**Exercise brief**
Output, word for word, the lines of this listing that fall between the line with "self.with_context(move || context)" and the line with "impl<T> Context<T> for", counting both of those lines, and no others.

**Material supplied**
--------
use std::fmt::Display;

/// Error types buildable from a bare message.
///
/// Implement it for a crate's error, then call [`impl_context!`](crate::impl_context)
/// next to it to get `.context()` / `.with_context()` on `Result` and `Option`.
pub trait FromMessage: Sized {
    fn from_message(message: String) -> Self;
}

#[doc(hidden)]
pub fn prefixed<E: FromMessage>(context: String, source: impl Display) -> E {
    E::from_message(format!("{context}: {source}"))
}

/// Defines a crate-local `Context` trait over that crate's `Error` and
/// `Result<T>`.
///
/// ```ignore
/// // crates/foo/src/error.rs
/// impl tollgate_common::FromMessage for Error { /* ... */ }
/// tollgate_common::impl_context!();
/// ```
#[macro_export]
macro_rules! impl_context {
    () => {
        pub trait Context<T>: Sized {
            fn with_context<C: Into<String>>(self, f: impl FnOnce() -> C) -> Result<T>;

            fn context(self, context: impl Into<String>) -> Result<T> {
                let context = context.into();
                self.with_context(move || context)
            }
        }

        impl<T, E: ::std::fmt::Display> Context<T> for ::std::result::Result<T, E> {
            fn with_context<C: Into<String>>(self, f: impl FnOnce() -> C) -> Result<T> {
                self.map_err(|source| $crate::context::prefixed(f().into(), source))
            }
        }

        impl<T> Context<T> for Option<T> {
            fn with_context<C: Into<String>>(self, f: impl FnOnce() -> C) -> Result<T> {
                self.ok_or_else(|| <Error as $crate::FromMessage>::from_message(f().into()))
            }
        }
    };
}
--------
**Result**
                self.with_context(move || context)
            }
        }

        impl<T, E: ::std::fmt::Display> Context<T> for ::std::result::Result<T, E> {
            fn with_context<C: Into<String>>(self, f: impl FnOnce() -> C) -> Result<T> {
                self.map_err(|source| $crate::context::prefixed(f().into(), source))
            }
        }

        impl<T> Context<T> for Option<T> {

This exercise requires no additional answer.